TRACING THE HISTORY OF "CLIFFORD ALGEBRA"

In 1950, while majoring in physics at Columbia U., I read about Clifford Algebra in a book written by the British astronomer and "founder of astrophysics", Sir Arthur Eddington (1882-1944). (Eddington's South American observations of a solar eclipse provided the first confirmation of Albert Einstein's controversial General Theory of Relativity.)

In his book, Eddington said, "I cannot believe that anything so ugly as multiplication of matrices is an essemtial part of the scheme of nature."

(Mathematical physicist, N. Salingaros, says: "Eddington apparently defined the real Majorana [spinor] matrices (actually an equivalent set) before Majorana; he introduced the now standard g4 notation, and also the concept of chirality; he investigated the group structure of the Dirac algebra; and he defined the complex Clifford algebra over an eight-dimensional space which appears today in formulations of supersymmetry and supergravity.")
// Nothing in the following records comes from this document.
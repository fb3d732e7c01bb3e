//! Iterative path tracing integrator.
//!
//! A path is followed bounce by bounce. Each surface interaction pushes an
//! `(add, mul)` pair onto a fixed-size stack and the environment lookup
//! that ends the path pushes `(environment, 0)`. Folding the stack from the
//! last entry back (`result = result * mul + add`) gives the same value as
//! the recursive `emissive + albedo * trace(bounce)` without recursion.
//!
//! A bounce starts just off the surface on the side it leaves through and
//! skips the triangle it left, so rounding in the hit point cannot put the
//! next segment behind the surface.

use lumen_math::{Ray, UVec2, Vec2, Vec3};
use rand::Rng;
use smallvec::SmallVec;

use crate::context::RenderContext;
use crate::geometry::{RenderMaterial, EPSILON};
use crate::sampling::{reflect, refract, sample_rough_normal, schlick};
use crate::Color;

/// Maximum surface interactions per path.
pub const MAX_BOUNCES: usize = 64;

#[derive(Debug, Clone, Copy)]
struct Operation {
    add: Color,
    mul: Color,
}

/// Trace one path starting with `ray`.
///
/// Returns the radiance carried back along the ray and the number of
/// surfaces the path hit.
pub fn gather<R: Rng + ?Sized>(ctx: &RenderContext, ray: Ray, rng: &mut R) -> (Color, usize) {
    let mut operations: SmallVec<[Operation; MAX_BOUNCES]> = SmallVec::new();
    let mut ray = ray;
    let mut last_triangle = None;
    let mut bounces = 0;

    while operations.len() < MAX_BOUNCES {
        let Some(hit) = ctx.tree.traverse_excluding(&ray, last_triangle) else {
            operations.push(Operation {
                add: ctx.environment_color(ray.direction),
                mul: Color::ZERO,
            });
            break;
        };
        bounces += 1;

        let triangle = ctx.tree.triangle(hit.triangle_index);
        let material = ctx.material(triangle);
        let normal = triangle.interpolated_normal(hit.barycentric);

        let (direction, throughput) = scatter(material, ray.direction, normal, rng);

        operations.push(Operation {
            add: material.emissive,
            mul: throughput,
        });
        let origin = leave_surface(hit.intersection_point, triangle.geometric_normal(), direction);
        ray = Ray::new(origin, direction);
        last_triangle = Some(hit.triangle_index);
    }

    let mut result = Color::ZERO;
    while let Some(op) = operations.pop() {
        result = result * op.mul + op.add;
    }

    debug_assert!(result.is_finite(), "non-finite radiance {result:?}");
    (result, bounces)
}

/// Push `point` off its surface by [`EPSILON`] toward the side `direction` points to.
#[inline]
fn leave_surface(point: Vec3, geometric_normal: Vec3, direction: Vec3) -> Vec3 {
    if direction.dot(geometric_normal) < 0.0 {
        point - geometric_normal * EPSILON
    } else {
        point + geometric_normal * EPSILON
    }
}

/// Pick the continuation of a path at a surface.
///
/// Returns the new unit direction and the color the incoming radiance is
/// scaled by.
fn scatter<R: Rng + ?Sized>(
    material: &RenderMaterial,
    incoming: Vec3,
    normal: Vec3,
    rng: &mut R,
) -> (Vec3, Color) {
    if material.is_dielectric() {
        let exiting = incoming.dot(normal) > 0.0;
        let (normal, eta) = if exiting {
            (-normal, material.ior)
        } else {
            (normal, 1.0 / material.ior)
        };

        let mut rough = sample_rough_normal(normal, material.roughness, rng);
        if incoming.dot(rough) >= 0.0 {
            rough = normal;
        }
        let scale = rough.dot(normal);

        let reflected = reflect(incoming, rough);
        return match refract(incoming, rough, eta) {
            Some(refracted) => {
                // Fresnel uses the angle on the optically thinner side
                let cosine = if exiting {
                    -refracted.dot(rough)
                } else {
                    -incoming.dot(rough)
                };
                if rng.gen::<f32>() < schlick(cosine, material.ior) {
                    (reflected, material.specular * scale)
                } else {
                    (refracted.normalize(), material.diffuse * scale)
                }
            }
            // Total internal reflection
            None => (reflected, material.specular * scale),
        };
    }

    let normal = if incoming.dot(normal) > 0.0 { -normal } else { normal };
    let rough = sample_rough_normal(normal, material.roughness, rng);
    let scale = rough.dot(normal);

    if rng.gen::<f32>() < material.roughness {
        return (rough, material.diffuse * scale);
    }

    let mut reflected = reflect(incoming, rough);
    if reflected.dot(normal) <= 0.0 {
        reflected = reflect(incoming, normal);
    }
    (reflected, material.specular * scale)
}

/// Average `samples` jittered paths through pixel `pixel`.
///
/// Returns the mean radiance and the largest bounce count of any sample.
pub fn raytrace_pixel<R: Rng + ?Sized>(
    ctx: &RenderContext,
    pixel: UVec2,
    samples: usize,
    rng: &mut R,
) -> (Color, usize) {
    debug_assert!(samples > 0);

    let corner = pixel.as_vec2();
    let mut color = Color::ZERO;
    let mut max_bounces = 0;

    for _ in 0..samples {
        let jitter = Vec2::new(rng.gen::<f32>(), rng.gen::<f32>());
        let (sample, bounces) = gather(ctx, ctx.pixel_ray(corner + jitter), rng);
        color += sample;
        max_bounces = max_bounces.max(bounces);
    }

    (color / samples.max(1) as f32, max_bounces)
}
//! Debug drawing on top of the render: region markers and the KD-tree.

use lumen_math::{UVec2, Vec2, Vec4};

use crate::context::RenderContext;
use crate::output::PixelSink;
use crate::region::Region;

/// Color of the border painted around a region before it renders.
pub const REGION_BORDER_COLOR: Vec4 = Vec4::new(1.0, 0.5, 0.0, 1.0);

/// Grey level proportional to `cost / max_cost`.
pub fn cost_color(cost: usize, max_cost: usize) -> Vec4 {
    let t = if max_cost == 0 {
        0.0
    } else {
        cost as f32 / max_cost as f32
    };
    Vec4::new(t, t, t, 1.0)
}

/// Paint every pixel of `region`.
pub fn fill_region(sink: &dyn PixelSink, region: &Region, color: Vec4) {
    for pixel in region.pixels() {
        sink.set_pixel(pixel, color);
    }
}

/// Paint the one pixel wide outline of `region`.
pub fn draw_region_border(sink: &dyn PixelSink, region: &Region, color: Vec4) {
    let min = region.origin;
    let max = region.origin + region.size.max(UVec2::ONE) - UVec2::ONE;

    for x in min.x..=max.x {
        sink.set_pixel(UVec2::new(x, min.y), color);
        if max.y != min.y {
            sink.set_pixel(UVec2::new(x, max.y), color);
        }
    }
    for y in (min.y + 1)..max.y {
        sink.set_pixel(UVec2::new(min.x, y), color);
        if max.x != min.x {
            sink.set_pixel(UVec2::new(max.x, y), color);
        }
    }
}

/// Color for a KD-tree leaf at `depth`, green near the root to red at the limit.
pub fn depth_color(depth: usize, max_depth: usize) -> Vec4 {
    let t = depth as f32 / max_depth.max(1) as f32;
    Vec4::new(t, 1.0 - t, 0.2, 1.0)
}

/// Draw the edges of every KD-tree leaf box.
///
/// Edges with an endpoint behind the camera are skipped.
pub fn draw_kd_tree(ctx: &RenderContext, sink: &dyn PixelSink) {
    let size = ctx.viewport.as_vec2();
    let max_depth = ctx.tree.max_build_depth();
    let mut edges = 0;

    for leaf in ctx.tree.leaves() {
        let corners = leaf.bounds.corners().map(|corner| {
            ctx.camera
                .project(corner)
                .map(|ndc| Vec2::new((ndc.x + 1.0) * 0.5 * size.x, (1.0 - ndc.y) * 0.5 * size.y))
        });
        let color = depth_color(leaf.depth, max_depth);

        // Corner pairs differing in exactly one axis bit
        for a in 0..8 {
            for bit in [1, 2, 4] {
                if a & bit != 0 {
                    continue;
                }
                if let (Some(p0), Some(p1)) = (corners[a], corners[a | bit]) {
                    draw_line(sink, p0, p1, ctx.viewport, color);
                    edges += 1;
                }
            }
        }
    }

    log::debug!("KD-tree overlay drew {} edges", edges);
}

/// Rasterize a segment with Bresenham's algorithm after clipping it to the viewport.
pub fn draw_line(sink: &dyn PixelSink, p0: Vec2, p1: Vec2, viewport: UVec2, color: Vec4) {
    let Some((p0, p1)) = clip_segment(p0, p1, viewport.as_vec2()) else {
        return;
    };

    let max = viewport.as_ivec2() - 1;
    let (x0, y0) = (p0.x as i32, p0.y as i32);
    let (x1, y1) = (p1.x as i32, p1.y as i32);

    let dx = (x1 - x0).abs();
    let dy = (y1 - y0).abs();
    let sx = if x0 < x1 { 1 } else { -1 };
    let sy = if y0 < y1 { 1 } else { -1 };
    let mut err = dx - dy;
    let (mut x, mut y) = (x0, y0);

    loop {
        if (0..=max.x).contains(&x) && (0..=max.y).contains(&y) {
            sink.set_pixel(UVec2::new(x as u32, y as u32), color);
        }
        if x == x1 && y == y1 {
            break;
        }
        let e2 = err * 2;
        if e2 > -dy {
            err -= dy;
            x += sx;
        }
        if e2 < dx {
            err += dx;
            y += sy;
        }
    }
}

/// Liang-Barsky clipping of a segment against `[0, size)`.
fn clip_segment(p0: Vec2, p1: Vec2, size: Vec2) -> Option<(Vec2, Vec2)> {
    if !p0.is_finite() || !p1.is_finite() {
        return None;
    }

    let d = p1 - p0;
    let upper = size - Vec2::splat(1e-3);
    let mut t0 = 0.0_f32;
    let mut t1 = 1.0_f32;

    for (p, q) in [
        (-d.x, p0.x),
        (d.x, upper.x - p0.x),
        (-d.y, p0.y),
        (d.y, upper.y - p0.y),
    ] {
        if p == 0.0 {
            if q < 0.0 {
                return None;
            }
            continue;
        }
        let r = q / p;
        if p < 0.0 {
            t0 = t0.max(r);
        } else {
            t1 = t1.min(r);
        }
        if t0 > t1 {
            return None;
        }
    }

    Some((p0 + d * t0, p0 + d * t1))
}

#[cfg(test)]
mod tests {
    use super::*;
    use crate::environment::ConstantEnvironment;
    use crate::geometry::{RenderMaterial, Triangle, TriangleList};
    use crate::options::RaytraceOptions;
    use crate::output::RenderOutcome;
    use lumen_math::{Camera, Vec3};
    use std::collections::HashSet;
    use std::sync::{Arc, Mutex};

    #[derive(Default)]
    struct PixelSet(Mutex<Vec<UVec2>>);

    impl PixelSink for PixelSet {
        fn set_pixel(&self, position: UVec2, _color: Vec4) {
            self.0.lock().unwrap().push(position);
        }

        fn render_finished(&self, _outcome: RenderOutcome) {}
    }

    #[test]
    fn test_cost_color() {
        assert_eq!(cost_color(0, 0), Vec4::new(0.0, 0.0, 0.0, 1.0));
        assert_eq!(cost_color(5, 10), Vec4::new(0.5, 0.5, 0.5, 1.0));
        assert_eq!(cost_color(10, 10), Vec4::ONE);
    }

    #[test]
    fn test_region_border() {
        let sink = PixelSet::default();
        let region = Region::new(UVec2::new(2, 3), UVec2::new(4, 3));
        draw_region_border(&sink, &region, REGION_BORDER_COLOR);

        let pixels = sink.0.lock().unwrap();
        let unique: HashSet<_> = pixels.iter().copied().collect();
        // Perimeter of a 4x3 box without double counting corners
        assert_eq!(pixels.len(), 10);
        assert_eq!(unique.len(), 10);
        assert!(pixels.iter().all(|p| region.contains(*p)));
        assert!(!unique.contains(&UVec2::new(3, 4)));
    }

    #[test]
    fn test_region_border_single_pixel() {
        let sink = PixelSet::default();
        draw_region_border(&sink, &Region::new(UVec2::new(1, 1), UVec2::ONE), Vec4::ONE);
        assert_eq!(*sink.0.lock().unwrap(), vec![UVec2::ONE]);
    }

    #[test]
    fn test_draw_line_clips_to_viewport() {
        let sink = PixelSet::default();
        draw_line(
            &sink,
            Vec2::new(-50.0, 5.5),
            Vec2::new(500.0, 5.5),
            UVec2::new(10, 10),
            Vec4::ONE,
        );

        let pixels = sink.0.lock().unwrap();
        assert_eq!(pixels.len(), 10);
        assert!(pixels.iter().all(|p| p.y == 5 && p.x < 10));
    }

    #[test]
    fn test_draw_line_outside_viewport() {
        let sink = PixelSet::default();
        draw_line(&sink, Vec2::new(-5.0, -5.0), Vec2::new(-1.0, 20.0), UVec2::new(10, 10), Vec4::ONE);
        assert!(sink.0.lock().unwrap().is_empty());
    }

    #[test]
    fn test_draw_kd_tree_stays_in_viewport() {
        let triangles = (0..64)
            .map(|i| {
                let corner = Vec3::new((i % 8) as f32 * 0.25 - 1.0, (i / 8) as f32 * 0.25 - 1.0, 0.0);
                Triangle::flat([corner, corner + Vec3::X * 0.2, corner + Vec3::Y * 0.2], 0)
            })
            .collect();
        let ctx = RenderContext::from_triangles(
            TriangleList {
                triangles,
                materials: vec![RenderMaterial::default()],
            },
            &Camera::new(Vec3::new(0.0, 0.0, 3.0), Vec3::ZERO, 1.0),
            UVec2::new(32, 32),
            &RaytraceOptions::default(),
            Some(Arc::new(ConstantEnvironment(Vec3::ONE))),
        )
        .unwrap();

        let sink = PixelSet::default();
        draw_kd_tree(&ctx, &sink);

        let pixels = sink.0.lock().unwrap();
        assert!(!pixels.is_empty());
        assert!(pixels.iter().all(|p| p.x < 32 && p.y < 32));
    }
}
However, it seemed that no Columbia math or physics prof could tell me anything about Clifford Algebra. But then I was told that the French-American mathematician, Claude Chevalley, was writing a paper on Clifford Algebra. However, when I innocently asked about "an elementary introduction to Clifford Algebra", Chevalley began spluttering and almost had an "attack". (Apparently there was no elementary introduction to Clifford Algebrta until I developed one.)

I searched for leads on this for 30 years, writing many many letters to mathematicians who should know.

I didn't realize, from reading Eddington, that Clifford united the work of W. R. Hamilton and Hermann Grassmann. At age 17, I had read about Hamilton in Men of Mathematics by Eric Temple Bell (1883-1960). Bell devotes a chapter to Hamilton and praises his early work, but makes him appear to be a drunken recluse who fudged something called "quaternions". This prejudiced me (and others) and diverted my search until the following occurred.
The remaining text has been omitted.